Instructions to follow: Every line in the data below from the one containing "self.audio_variants().into_iter().next()" down to the one containing "not report one)", both included, must be retyped exactly; no other line is to appear.

[Provided data]

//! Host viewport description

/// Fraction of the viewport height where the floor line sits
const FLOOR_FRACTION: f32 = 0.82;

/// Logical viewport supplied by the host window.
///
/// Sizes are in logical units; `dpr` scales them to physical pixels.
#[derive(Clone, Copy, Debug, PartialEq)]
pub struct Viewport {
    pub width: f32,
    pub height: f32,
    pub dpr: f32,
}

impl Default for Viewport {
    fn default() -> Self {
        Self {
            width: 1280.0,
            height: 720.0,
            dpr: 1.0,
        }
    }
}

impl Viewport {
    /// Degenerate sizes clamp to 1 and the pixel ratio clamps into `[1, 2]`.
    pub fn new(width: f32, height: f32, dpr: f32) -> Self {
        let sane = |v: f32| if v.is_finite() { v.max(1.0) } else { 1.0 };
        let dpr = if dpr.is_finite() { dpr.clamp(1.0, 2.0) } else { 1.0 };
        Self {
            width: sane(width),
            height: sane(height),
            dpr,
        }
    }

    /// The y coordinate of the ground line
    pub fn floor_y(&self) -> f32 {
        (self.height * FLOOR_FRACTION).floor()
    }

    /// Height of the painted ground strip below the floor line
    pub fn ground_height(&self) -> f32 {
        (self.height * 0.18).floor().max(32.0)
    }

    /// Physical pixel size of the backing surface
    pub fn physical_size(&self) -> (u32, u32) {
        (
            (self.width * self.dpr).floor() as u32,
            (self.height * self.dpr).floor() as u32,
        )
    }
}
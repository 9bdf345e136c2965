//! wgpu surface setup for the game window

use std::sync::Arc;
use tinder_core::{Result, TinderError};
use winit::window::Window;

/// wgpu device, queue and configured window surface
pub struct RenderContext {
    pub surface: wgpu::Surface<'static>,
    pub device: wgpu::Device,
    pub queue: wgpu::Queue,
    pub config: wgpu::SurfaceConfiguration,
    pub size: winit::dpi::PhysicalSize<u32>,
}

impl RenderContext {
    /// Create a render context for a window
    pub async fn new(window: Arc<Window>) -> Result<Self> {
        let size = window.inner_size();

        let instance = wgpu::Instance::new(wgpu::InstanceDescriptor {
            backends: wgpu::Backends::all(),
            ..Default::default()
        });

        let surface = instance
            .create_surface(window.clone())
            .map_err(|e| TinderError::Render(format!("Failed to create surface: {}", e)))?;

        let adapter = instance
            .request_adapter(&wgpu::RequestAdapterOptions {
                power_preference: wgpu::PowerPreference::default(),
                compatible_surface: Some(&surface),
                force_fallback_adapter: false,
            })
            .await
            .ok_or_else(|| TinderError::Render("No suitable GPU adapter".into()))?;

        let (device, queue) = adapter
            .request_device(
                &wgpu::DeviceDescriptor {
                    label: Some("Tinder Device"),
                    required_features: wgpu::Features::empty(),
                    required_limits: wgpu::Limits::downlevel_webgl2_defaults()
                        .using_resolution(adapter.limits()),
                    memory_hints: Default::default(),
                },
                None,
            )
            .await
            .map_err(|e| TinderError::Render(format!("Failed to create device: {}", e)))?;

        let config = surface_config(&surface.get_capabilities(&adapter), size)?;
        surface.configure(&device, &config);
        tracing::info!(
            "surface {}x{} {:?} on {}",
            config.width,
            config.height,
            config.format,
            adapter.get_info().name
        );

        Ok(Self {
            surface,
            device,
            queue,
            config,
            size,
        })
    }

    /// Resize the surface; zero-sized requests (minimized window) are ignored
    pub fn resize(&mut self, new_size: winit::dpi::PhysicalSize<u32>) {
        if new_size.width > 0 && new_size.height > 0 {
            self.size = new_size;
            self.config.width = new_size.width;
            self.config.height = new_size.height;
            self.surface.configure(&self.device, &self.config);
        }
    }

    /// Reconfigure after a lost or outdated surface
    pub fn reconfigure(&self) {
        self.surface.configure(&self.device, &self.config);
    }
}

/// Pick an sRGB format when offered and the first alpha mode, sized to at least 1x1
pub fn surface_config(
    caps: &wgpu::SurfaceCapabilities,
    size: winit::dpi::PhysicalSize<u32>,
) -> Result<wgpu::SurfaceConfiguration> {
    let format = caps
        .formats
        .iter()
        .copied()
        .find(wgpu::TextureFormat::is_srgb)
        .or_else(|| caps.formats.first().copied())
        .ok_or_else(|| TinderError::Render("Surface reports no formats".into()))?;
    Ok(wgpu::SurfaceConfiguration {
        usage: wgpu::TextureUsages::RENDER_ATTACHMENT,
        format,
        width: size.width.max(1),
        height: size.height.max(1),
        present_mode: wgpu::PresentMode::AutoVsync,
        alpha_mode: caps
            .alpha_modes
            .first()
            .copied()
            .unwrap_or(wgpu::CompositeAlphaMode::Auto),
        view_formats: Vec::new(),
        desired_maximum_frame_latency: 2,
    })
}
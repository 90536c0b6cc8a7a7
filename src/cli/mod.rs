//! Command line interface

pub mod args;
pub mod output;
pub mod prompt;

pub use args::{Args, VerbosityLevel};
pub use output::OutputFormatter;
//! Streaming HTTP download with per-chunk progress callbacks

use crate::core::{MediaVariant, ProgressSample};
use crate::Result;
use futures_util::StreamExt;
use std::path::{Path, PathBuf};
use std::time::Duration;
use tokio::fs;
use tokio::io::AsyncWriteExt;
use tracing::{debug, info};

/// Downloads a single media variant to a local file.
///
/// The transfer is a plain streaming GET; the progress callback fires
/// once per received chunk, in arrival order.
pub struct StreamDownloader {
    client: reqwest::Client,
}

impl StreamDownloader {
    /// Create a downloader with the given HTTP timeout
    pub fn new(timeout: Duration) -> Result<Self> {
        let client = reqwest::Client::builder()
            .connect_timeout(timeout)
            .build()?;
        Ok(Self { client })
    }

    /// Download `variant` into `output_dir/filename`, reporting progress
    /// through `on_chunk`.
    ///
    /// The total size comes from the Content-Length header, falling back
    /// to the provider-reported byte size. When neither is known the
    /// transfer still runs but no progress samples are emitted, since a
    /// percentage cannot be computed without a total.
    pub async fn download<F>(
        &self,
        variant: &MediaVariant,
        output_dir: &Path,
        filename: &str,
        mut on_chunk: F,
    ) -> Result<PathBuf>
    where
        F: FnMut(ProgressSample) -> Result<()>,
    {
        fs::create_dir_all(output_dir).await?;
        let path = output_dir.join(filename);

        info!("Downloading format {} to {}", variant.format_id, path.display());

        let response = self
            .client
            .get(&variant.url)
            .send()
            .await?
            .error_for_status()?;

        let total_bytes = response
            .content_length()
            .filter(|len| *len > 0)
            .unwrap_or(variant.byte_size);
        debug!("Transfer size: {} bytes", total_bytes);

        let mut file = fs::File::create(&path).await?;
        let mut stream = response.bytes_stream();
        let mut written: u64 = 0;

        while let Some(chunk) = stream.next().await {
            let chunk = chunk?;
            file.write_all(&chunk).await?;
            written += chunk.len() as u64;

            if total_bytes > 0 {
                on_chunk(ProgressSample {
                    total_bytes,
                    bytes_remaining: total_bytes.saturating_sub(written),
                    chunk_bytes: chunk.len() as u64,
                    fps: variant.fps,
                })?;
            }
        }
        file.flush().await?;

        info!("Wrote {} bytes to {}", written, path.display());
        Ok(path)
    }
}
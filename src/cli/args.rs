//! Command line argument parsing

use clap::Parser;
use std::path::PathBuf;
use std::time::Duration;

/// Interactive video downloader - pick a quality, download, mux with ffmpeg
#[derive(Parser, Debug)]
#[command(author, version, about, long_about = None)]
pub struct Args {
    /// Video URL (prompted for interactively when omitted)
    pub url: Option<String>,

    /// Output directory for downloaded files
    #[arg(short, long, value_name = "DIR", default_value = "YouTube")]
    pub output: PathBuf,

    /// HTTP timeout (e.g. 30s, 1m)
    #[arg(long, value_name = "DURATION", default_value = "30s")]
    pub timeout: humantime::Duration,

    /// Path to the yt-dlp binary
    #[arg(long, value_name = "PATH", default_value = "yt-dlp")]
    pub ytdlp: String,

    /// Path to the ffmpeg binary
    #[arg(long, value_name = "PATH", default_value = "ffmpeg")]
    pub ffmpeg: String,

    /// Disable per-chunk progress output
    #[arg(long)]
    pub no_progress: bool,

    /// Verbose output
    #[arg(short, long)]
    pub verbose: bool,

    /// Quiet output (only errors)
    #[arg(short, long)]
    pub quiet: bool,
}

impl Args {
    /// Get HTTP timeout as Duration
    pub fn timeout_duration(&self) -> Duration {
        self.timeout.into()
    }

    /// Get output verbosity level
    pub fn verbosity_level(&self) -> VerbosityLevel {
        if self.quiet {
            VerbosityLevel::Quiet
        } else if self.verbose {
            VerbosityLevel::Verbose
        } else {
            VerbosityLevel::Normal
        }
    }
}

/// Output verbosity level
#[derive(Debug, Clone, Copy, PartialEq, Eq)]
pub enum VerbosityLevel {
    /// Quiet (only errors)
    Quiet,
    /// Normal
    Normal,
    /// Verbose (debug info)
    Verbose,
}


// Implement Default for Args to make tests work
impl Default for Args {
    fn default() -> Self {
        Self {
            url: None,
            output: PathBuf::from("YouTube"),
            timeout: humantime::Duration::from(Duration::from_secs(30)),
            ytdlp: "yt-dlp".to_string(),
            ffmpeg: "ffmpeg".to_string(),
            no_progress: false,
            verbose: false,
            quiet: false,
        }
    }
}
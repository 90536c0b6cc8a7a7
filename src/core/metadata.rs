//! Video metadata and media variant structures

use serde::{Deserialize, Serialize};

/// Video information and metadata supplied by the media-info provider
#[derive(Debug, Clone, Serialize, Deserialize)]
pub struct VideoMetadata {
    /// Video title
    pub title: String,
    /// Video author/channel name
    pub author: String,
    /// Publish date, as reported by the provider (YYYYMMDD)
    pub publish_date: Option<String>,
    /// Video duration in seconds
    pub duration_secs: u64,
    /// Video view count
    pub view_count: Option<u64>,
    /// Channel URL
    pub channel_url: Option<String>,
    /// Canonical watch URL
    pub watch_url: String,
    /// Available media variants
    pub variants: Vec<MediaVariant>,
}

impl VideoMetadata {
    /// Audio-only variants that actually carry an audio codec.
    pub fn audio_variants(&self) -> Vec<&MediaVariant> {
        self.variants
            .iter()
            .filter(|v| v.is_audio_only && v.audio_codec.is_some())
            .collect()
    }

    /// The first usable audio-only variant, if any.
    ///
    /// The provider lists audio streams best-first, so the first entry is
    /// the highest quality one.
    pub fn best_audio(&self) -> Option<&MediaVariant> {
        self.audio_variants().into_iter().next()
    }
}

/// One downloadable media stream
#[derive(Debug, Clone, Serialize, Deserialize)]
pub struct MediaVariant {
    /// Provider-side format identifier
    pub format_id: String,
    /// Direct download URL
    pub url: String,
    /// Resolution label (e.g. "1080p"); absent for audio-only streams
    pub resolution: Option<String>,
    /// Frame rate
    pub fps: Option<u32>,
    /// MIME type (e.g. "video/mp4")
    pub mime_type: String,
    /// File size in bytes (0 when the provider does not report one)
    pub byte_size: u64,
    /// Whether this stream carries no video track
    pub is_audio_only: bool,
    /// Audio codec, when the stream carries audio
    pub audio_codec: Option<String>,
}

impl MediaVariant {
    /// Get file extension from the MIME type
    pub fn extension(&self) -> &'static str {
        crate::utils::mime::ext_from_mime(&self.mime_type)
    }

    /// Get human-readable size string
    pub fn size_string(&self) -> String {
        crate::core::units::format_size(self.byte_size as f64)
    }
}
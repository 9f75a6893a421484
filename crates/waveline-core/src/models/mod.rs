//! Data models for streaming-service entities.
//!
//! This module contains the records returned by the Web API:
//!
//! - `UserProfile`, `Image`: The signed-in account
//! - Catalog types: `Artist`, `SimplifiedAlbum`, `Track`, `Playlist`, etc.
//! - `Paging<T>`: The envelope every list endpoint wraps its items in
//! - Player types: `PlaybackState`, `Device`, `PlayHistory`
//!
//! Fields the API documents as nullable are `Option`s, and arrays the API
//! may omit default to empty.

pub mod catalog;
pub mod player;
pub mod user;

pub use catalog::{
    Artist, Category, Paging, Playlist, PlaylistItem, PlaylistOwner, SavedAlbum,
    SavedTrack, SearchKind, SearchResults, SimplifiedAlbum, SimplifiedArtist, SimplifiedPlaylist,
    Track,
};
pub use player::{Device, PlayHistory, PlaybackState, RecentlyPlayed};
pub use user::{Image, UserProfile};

[/Provided data]

Reply to the task:
        self.audio_variants().into_iter().next()
    }
}

/// One downloadable media stream
#[derive(Debug, Clone, Serialize, Deserialize)]
pub struct MediaVariant {
    /// Provider-side format identifier
    pub format_id: String,
    /// Direct download URL
    pub url: String,
    /// Resolution label (e.g. "1080p"); absent for audio-only streams
    pub resolution: Option<String>,
    /// Frame rate
    pub fps: Option<u32>,
    /// MIME type (e.g. "video/mp4")
    pub mime_type: String,
    /// File size in bytes (0 when the provider does not report one)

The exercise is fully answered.